"""

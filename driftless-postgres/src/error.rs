//! Error types for PostgreSQL operations.

use driftless_migrate::MigrationError;
use thiserror::Error;

/// Result type for PostgreSQL operations.
pub type PgResult<T> = Result<T, PgError>;

/// Errors that can occur during PostgreSQL operations.
#[derive(Error, Debug)]
pub enum PgError {
    /// Connection pool error.
    #[error("pool error: {0}")]
    Pool(#[from] deadpool_postgres::PoolError),

    /// PostgreSQL error.
    #[error("postgres error: {0}")]
    Postgres(#[from] tokio_postgres::Error),

    /// Configuration error.
    #[error("configuration error: {0}")]
    Config(String),

    /// Type conversion error.
    #[error("type conversion error: {0}")]
    TypeConversion(String),
}

impl PgError {
    /// Create a configuration error.
    pub fn config(message: impl Into<String>) -> Self {
        Self::Config(message.into())
    }

    /// Create a type conversion error.
    pub fn type_conversion(message: impl Into<String>) -> Self {
        Self::TypeConversion(message.into())
    }

    /// Check if this is a connection error.
    pub fn is_connection_error(&self) -> bool {
        match self {
            Self::Pool(_) => true,
            Self::Postgres(e) => e.is_closed(),
            _ => false,
        }
    }

    /// SQLSTATE code reported by the server, if any.
    pub fn sql_state(&self) -> Option<&str> {
        match self {
            Self::Postgres(e) => e.code().map(|code| code.code()),
            _ => None,
        }
    }
}

impl From<PgError> for MigrationError {
    fn from(err: PgError) -> Self {
        match err {
            PgError::Config(msg) => MigrationError::configuration(msg),
            PgError::Postgres(e) => match e.as_db_error() {
                Some(db) => MigrationError::database(format!(
                    "{} ({}): {}",
                    db.severity(),
                    db.code().code(),
                    db.message()
                )),
                None => MigrationError::database(e.to_string()),
            },
            other => MigrationError::database(other.to_string()),
        }
    }
}

#[cfg(test)]
mod tests {
    use super::*;

    #[test]
    fn test_error_creation() {
        let err = PgError::config("invalid URL");
        assert!(matches!(err, PgError::Config(_)));
        assert!(!err.is_connection_error());
        assert_eq!(err.sql_state(), None);
    }

    #[test]
    fn test_into_migration_error() {
        let err: MigrationError = PgError::config("missing host").into();
        assert!(err.is_fatal());

        let err: MigrationError = PgError::type_conversion("numeric").into();
        assert!(matches!(err, MigrationError::Database(_)));
    }
}
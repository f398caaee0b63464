//! Declared entities, as produced by a model introspector.

use serde::{Deserialize, Serialize};

use crate::dialect::Dialect;
use crate::ident::same_ident;
use crate::types::ValueKind;

/// A declared column of an entity.
#[derive(Debug, Clone, PartialEq, Eq, Serialize, Deserialize)]
pub struct PropertyDefinition {
    /// Column name.
    pub name: String,
    /// Logical value type.
    pub kind: ValueKind,
    /// Whether a value is required (NOT NULL).
    pub required: bool,
    /// Whether the column is part of the primary key.
    pub primary_key: bool,
    /// Whether the database generates values (auto-increment).
    pub identity: bool,
    /// Maximum length for string and binary kinds.
    pub max_length: Option<u64>,
    /// Numeric precision for decimals.
    pub precision: Option<u32>,
    /// Numeric scale for decimals.
    pub scale: Option<u32>,
    /// Raw SQL default expression.
    pub default_value: Option<String>,
}

impl PropertyDefinition {
    /// Create a new optional property.
    pub fn new(name: impl Into<String>, kind: ValueKind) -> Self {
        Self {
            name: name.into(),
            kind,
            required: false,
            primary_key: false,
            identity: false,
            max_length: None,
            precision: None,
            scale: None,
            default_value: None,
        }
    }

    /// Mark the property as required.
    pub fn required(mut self) -> Self {
        self.required = true;
        self
    }

    /// Mark the property as (part of) the primary key. Implies required.
    pub fn primary_key(mut self) -> Self {
        self.primary_key = true;
        self.required = true;
        self
    }

    /// Mark the property as database-generated.
    pub fn identity(mut self) -> Self {
        self.identity = true;
        self
    }

    /// Set the maximum length.
    pub fn max_length(mut self, length: u64) -> Self {
        self.max_length = Some(length);
        self
    }

    /// Set numeric precision and scale.
    pub fn precision(mut self, precision: u32, scale: u32) -> Self {
        self.precision = Some(precision);
        self.scale = Some(scale);
        self
    }

    /// Set a raw SQL default expression.
    pub fn default_value(mut self, expr: impl Into<String>) -> Self {
        self.default_value = Some(expr.into());
        self
    }

    /// Whether the column accepts NULL.
    pub fn is_nullable(&self) -> bool {
        !self.required && !self.primary_key
    }

    /// Resolve the column type string for a dialect.
    pub fn resolve_sql_type(&self, dialect: Dialect) -> String {
        self.kind
            .sql_type(dialect, self.max_length, self.precision, self.scale)
    }
}

/// A declared table.
#[derive(Debug, Clone, PartialEq, Eq, Serialize, Deserialize)]
pub struct EntityDefinition {
    /// Table name.
    pub table_name: String,
    /// Optional schema; `None` matches a table in any schema.
    pub schema: Option<String>,
    /// Declared columns, in declaration order.
    pub properties: Vec<PropertyDefinition>,
}

impl EntityDefinition {
    /// Create a new entity with no properties.
    pub fn new(table_name: impl Into<String>) -> Self {
        Self {
            table_name: table_name.into(),
            schema: None,
            properties: Vec::new(),
        }
    }

    /// Place the entity in a schema.
    pub fn in_schema(mut self, schema: impl Into<String>) -> Self {
        self.schema = Some(schema.into());
        self
    }

    /// Append a property.
    pub fn property(mut self, property: PropertyDefinition) -> Self {
        self.properties.push(property);
        self
    }

    /// Schema, ignoring empty strings.
    pub fn schema(&self) -> Option<&str> {
        self.schema.as_deref().filter(|s| !s.is_empty())
    }

    /// Find a property by case-insensitive name.
    pub fn find_property(&self, name: &str) -> Option<&PropertyDefinition> {
        self.properties.iter().find(|p| same_ident(&p.name, name))
    }

    /// Primary key properties, in declaration order.
    pub fn primary_key(&self) -> Vec<&PropertyDefinition> {
        self.properties.iter().filter(|p| p.primary_key).collect()
    }
}

#[cfg(test)]
mod tests {
    use super::*;

    fn order() -> EntityDefinition {
        EntityDefinition::new("Order")
            .property(
                PropertyDefinition::new("Id", ValueKind::Int32)
                    .primary_key()
                    .identity(),
            )
            .property(PropertyDefinition::new("Total", ValueKind::Decimal).precision(10, 2))
            .property(
                PropertyDefinition::new("Status", ValueKind::String)
                    .max_length(20)
                    .required(),
            )
    }

    #[test]
    fn test_primary_key_implies_required() {
        let entity = order();
        let id = entity.find_property("id").unwrap();
        assert!(id.required);
        assert!(!id.is_nullable());
        assert_eq!(entity.primary_key().len(), 1);
    }

    #[test]
    fn test_find_property_case_insensitive() {
        let entity = order();
        assert!(entity.find_property("STATUS").is_some());
        assert!(entity.find_property("missing").is_none());
    }

    #[test]
    fn test_resolve_sql_type() {
        let entity = order();
        let status = entity.find_property("Status").unwrap();
        assert_eq!(status.resolve_sql_type(Dialect::Sqlite), "TEXT");
        assert_eq!(status.resolve_sql_type(Dialect::MySql), "VARCHAR(20)");
        assert_eq!(status.resolve_sql_type(Dialect::SqlServer), "NVARCHAR(20)");

        let total = entity.find_property("Total").unwrap();
        assert_eq!(total.resolve_sql_type(Dialect::PostgreSql), "NUMERIC(10,2)");
    }

    #[test]
    fn test_empty_schema_is_none() {
        let entity = EntityDefinition::new("Order").in_schema("");
        assert_eq!(entity.schema(), None);
    }
}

"""

### TASK TO COMPLETE
Tally how many lines of the listing above include the string "Whether", and report that figure by itself.

### RESPONSE TO THE EXERCISE
4